Your answer must be the lines of the entries below, exactly as written, from the first line through the line containing "filename provisioner/orchestrator/src/registrar.rs".

(Beginning of Exercise data)

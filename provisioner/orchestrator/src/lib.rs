// Copyright (C) Parity Technologies (UK) Ltd.
// SPDX-License-Identifier: Apache-2.0

//! Provisioning of a multi-chain test environment.
//!
//! Assets are created on an asset-origin chain ([`provisioning`]), registered on destination
//! chains ([`registrar`]), funded there through reserve transfers ([`bridge`]) and paired in XYK
//! pools ([`pools`]). Chains running locally can also be seeded with root-origin batches
//! ([`seeding`]). The [`Orchestrator`] sequences these steps across independently paced chains.

pub mod bridge;
pub mod cli;
pub mod config;
pub mod counter;
mod error;
pub mod orchestrator;
pub mod pools;
pub mod provisioning;
pub mod registrar;
pub mod seeding;
pub mod store;

pub use config::Config;
pub use error::{Error, Result};
pub use orchestrator::{
	BridgeReport, BridgedAsset, Chains, FailedTransfer, Orchestrator, ProvisionReport, RunReport,
};

/// Log target of the provisioning phases.
pub const LOG_TARGET: &str = "xcm-provisioner";
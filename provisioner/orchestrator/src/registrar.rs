// Copyright (C) Parity Technologies (UK) Ltd.
// SPDX-License-Identifier: Apache-2.0

//! Registration of origin assets on a destination chain's asset registry.
//!
//! The destination allocates sequential ids for external registrations. The id of every asset is
//! predicted from `AssetRegistry::NextAssetId` before submission and then replaced by what
//! `AssetRegistry::LocationAssets` reports once the batch is included.

use crate::{counter::Counter, store::MetadataStore, Error, Result, LOG_TARGET};
use xcm_provisioner_client::{compose, value, Call, Chain, Keypair, StorageQuery, XcmVersion};
use xcm_provisioner_primitives::{AssetDescriptor, AssetId, CrossChainAssetRecord, Location};

pub fn register_external_call(location: &Location) -> Call {
	Call::new(
		"AssetRegistry",
		"register_external",
		[("location", value::location(location, XcmVersion::V3))],
	)
}

/// Registry id of `location` on `chain`, if registered.
pub async fn registered_id(chain: &dyn Chain, location: &Location) -> Result<Option<AssetId>> {
	let query = StorageQuery::map(
		"AssetRegistry",
		"LocationAssets",
		[value::location(location, XcmVersion::V3)],
	);
	Ok(chain.fetch(&query).await?.map(|id| value::to_u32(&id)).transpose()?)
}

/// Registers origin assets on one destination.
pub struct Registrar<'a> {
	pub chain: &'a dyn Chain,
	pub counter: &'a Counter,
	/// Added to the registry counter to obtain sequential ids.
	pub id_offset: AssetId,
	/// Where the records are persisted.
	pub store: &'a MetadataStore,
}

fn record(
	asset: &AssetDescriptor,
	location: Location,
	destination_local_id: AssetId,
) -> CrossChainAssetRecord {
	CrossChainAssetRecord {
		destination_local_id,
		origin_asset_id: asset.local_id,
		name: asset.name.clone(),
		symbol: asset.symbol.clone(),
		decimals: asset.decimals,
		location,
		initial_price: asset.initial_price,
	}
}

fn locations(
	origin_para_id: u32,
	pallet_instance: u8,
	assets: &[AssetDescriptor],
) -> Vec<Location> {
	assets
		.iter()
		.map(|asset| {
			Location::sibling_asset(origin_para_id, pallet_instance, asset.local_id.into())
		})
		.collect()
}

impl Registrar<'_> {
	/// Records of `assets` if the destination already knows every one of them, as left by an
	/// earlier registration whose inclusion was not observed. The records are written to the
	/// store. Returns `None` if any asset is not registered.
	pub async fn recover_registered(
		&self,
		origin_para_id: u32,
		pallet_instance: u8,
		assets: &[AssetDescriptor],
	) -> Result<Option<Vec<CrossChainAssetRecord>>> {
		let locations = locations(origin_para_id, pallet_instance, assets);
		let mut records = Vec::with_capacity(assets.len());
		for (asset, location) in assets.iter().zip(locations) {
			let Some(id) = registered_id(self.chain, &location).await? else { return Ok(None) };
			records.push(record(asset, location, id));
		}
		log::info!(
			target: LOG_TARGET,
			"♻️ Recovered {} registration(s) of para {origin_para_id} on {}",
			records.len(),
			self.chain.name()
		);
		self.store.save_new(&records)?;
		Ok(Some(records))
	}

	/// Register every asset of `assets`, created on `origin_para_id` by the assets pallet at
	/// `pallet_instance`, in one batch.
	///
	/// Fails with [`Error::AlreadyRegistered`] before submitting anything if one of the locations
	/// is already known to the destination. The records are written to the store before they are
	/// returned, an empty set of assets included.
	pub async fn register_external(
		&self,
		signer: &Keypair,
		origin_para_id: u32,
		pallet_instance: u8,
		assets: &[AssetDescriptor],
	) -> Result<Vec<CrossChainAssetRecord>> {
		let chain = self.chain;
		let locations = locations(origin_para_id, pallet_instance, assets);

		for location in &locations {
			if let Some(asset_id) = registered_id(chain, location).await? {
				return Err(Error::AlreadyRegistered {
					chain: chain.name().to_string(),
					location: location.clone(),
					asset_id,
				})
			}
		}
		if assets.is_empty() {
			log::info!(target: LOG_TARGET, "No assets to register on {}", chain.name());
			self.store.save_new(&[] as &[CrossChainAssetRecord])?;
			return Ok(Vec::new())
		}

		let lease = self.counter.checkout(chain, assets.len()).await?;
		let predicted = lease
			.ids()
			.map(|id| self.id_offset.checked_add(id))
			.collect::<Option<Vec<AssetId>>>()
			.ok_or_else(|| Error::IdentifierOverflow {
				chain: chain.name().to_string(),
				counter: format!("AssetRegistry::NextAssetId + {}", self.id_offset),
				start: lease.start(),
				count: assets.len(),
			})?;
		log::info!(
			target: LOG_TARGET,
			"🔗 Registering {} asset(s) of para {origin_para_id} on {}, expecting {predicted:?}",
			assets.len(),
			chain.name()
		);
		let outcome =
			chain.submit(&compose(locations.iter().map(register_external_call)), signer).await?;
		log::info!(
			target: LOG_TARGET,
			"Registration included on {} in block #{}",
			chain.name(),
			outcome.block_number
		);

		let mut records = Vec::with_capacity(assets.len());
		for ((asset, location), predicted) in assets.iter().zip(locations).zip(predicted) {
			let destination_local_id = registered_id(chain, &location).await?.ok_or_else(|| {
				Error::IdentifierPredictionMismatch {
					chain: chain.name().to_string(),
					counter: "AssetRegistry::LocationAssets".into(),
					expected: predicted,
					found: None,
				}
			})?;
			if destination_local_id != predicted {
				log::warn!(
					target: LOG_TARGET,
					"{location} registered on {} as {destination_local_id}, predicted {predicted}",
					chain.name()
				);
			}
			records.push(record(asset, location, destination_local_id));
		}
		if let Err(err) = lease.settle().await {
			log::warn!(target: LOG_TARGET, "{err}");
		}

		self.store.save_new(&records)?;
		Ok(records)
	}
}
// Copyright (C) Parity Technologies (UK) Ltd.
// SPDX-License-Identifier: Apache-2.0

//! Leases on a chain's "next identifier" counter.
//!
//! Identifiers are predicted from the counter before a batch is submitted. A [`CounterLease`]
//! keeps other tasks of this process from using the same counter until it is settled, and
//! settling re-reads the counter to detect identifiers consumed by anyone else.

use crate::{Error, Result, LOG_TARGET};
use tokio::sync::{Mutex, MutexGuard};
use xcm_provisioner_client::{value, Chain, StorageQuery};
use xcm_provisioner_primitives::AssetId;

/// A storage value holding the next identifier a chain allocates.
pub struct Counter {
	pallet: &'static str,
	entry: &'static str,
	fallback: Option<AssetId>,
	lock: Mutex<()>,
}

impl Counter {
	pub fn new(pallet: &'static str, entry: &'static str) -> Self {
		Self { pallet, entry, fallback: None, lock: Mutex::new(()) }
	}

	/// `Assets::NextAssetId` of an asset-origin chain.
	pub fn assets() -> Self {
		Self::new("Assets", "NextAssetId")
	}

	/// `AssetRegistry::NextAssetId` of a destination chain.
	pub fn asset_registry() -> Self {
		Self::new("AssetRegistry", "NextAssetId")
	}

	/// Value used when the chain does not expose the counter.
	pub fn with_fallback(mut self, fallback: Option<AssetId>) -> Self {
		self.fallback = fallback;
		self
	}

	fn describe(&self) -> String {
		format!("{}::{}", self.pallet, self.entry)
	}

	/// Current value of the counter, `None` if the chain does not expose it.
	pub async fn read(&self, chain: &dyn Chain) -> Result<Option<AssetId>> {
		let query = StorageQuery::plain(self.pallet, self.entry);
		Ok(chain.fetch(&query).await?.map(|value| value::to_u32(&value)).transpose()?)
	}

	/// Reserve `count` identifiers starting at the current value of the counter.
	///
	/// Fails with [`Error::IdentifierOverflow`] if the identifiers do not fit in an [`AssetId`].
	pub async fn checkout<'a>(
		&'a self,
		chain: &'a dyn Chain,
		count: usize,
	) -> Result<CounterLease<'a>> {
		let guard = self.lock.lock().await;
		let (start, observed) = match self.read(chain).await? {
			Some(start) => (start, true),
			None => {
				let start = self.fallback.ok_or_else(|| Error::MissingCounter {
					chain: chain.name().to_string(),
					counter: self.describe(),
				})?;
				log::debug!(
					target: LOG_TARGET,
					"{} exposes no {}, starting at configured id {start}",
					chain.name(),
					self.describe()
				);
				(start, false)
			},
		};
		let end = AssetId::try_from(count)
			.ok()
			.and_then(|count| start.checked_add(count))
			.ok_or_else(|| Error::IdentifierOverflow {
				chain: chain.name().to_string(),
				counter: self.describe(),
				start,
				count,
			})?;
		Ok(CounterLease { counter: self, chain, start, end, observed, _guard: guard })
	}
}

/// Exclusive use of `count` identifiers of a [`Counter`] for one batch.
pub struct CounterLease<'a> {
	counter: &'a Counter,
	chain: &'a dyn Chain,
	start: AssetId,
	end: AssetId,
	observed: bool,
	_guard: MutexGuard<'a, ()>,
}

impl CounterLease<'_> {
	/// First identifier of the lease.
	pub fn start(&self) -> AssetId {
		self.start
	}

	/// Identifiers predicted for the items of the batch, in order.
	pub fn ids(&self) -> std::ops::Range<AssetId> {
		self.start..self.end
	}

	/// Re-read the counter after the batch was included. It must have advanced by exactly the
	/// leased identifiers.
	pub async fn settle(self) -> Result<()> {
		if !self.observed {
			return Ok(())
		}
		let expected = self.end;
		let found = self.counter.read(self.chain).await?;
		if found != Some(expected) {
			return Err(Error::IdentifierPredictionMismatch {
				chain: self.chain.name().to_string(),
				counter: self.counter.describe(),
				expected,
				found,
			})
		}
		Ok(())
	}
}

(End of Exercise data)

■ **Final answer**
filename provisioner/orchestrator/src/lib.rs
// Copyright (C) Parity Technologies (UK) Ltd.
// SPDX-License-Identifier: Apache-2.0

//! Provisioning of a multi-chain test environment.
//!
//! Assets are created on an asset-origin chain ([`provisioning`]), registered on destination
//! chains ([`registrar`]), funded there through reserve transfers ([`bridge`]) and paired in XYK
//! pools ([`pools`]). Chains running locally can also be seeded with root-origin batches
//! ([`seeding`]). The [`Orchestrator`] sequences these steps across independently paced chains.

pub mod bridge;
pub mod cli;
pub mod config;
pub mod counter;
mod error;
pub mod orchestrator;
pub mod pools;
pub mod provisioning;
pub mod registrar;
pub mod seeding;
pub mod store;

pub use config::Config;
pub use error::{Error, Result};
pub use orchestrator::{
	BridgeReport, BridgedAsset, Chains, FailedTransfer, Orchestrator, ProvisionReport, RunReport,
};

/// Log target of the provisioning phases.
pub const LOG_TARGET: &str = "xcm-provisioner";
filename provisioner/orchestrator/src/registrar.rs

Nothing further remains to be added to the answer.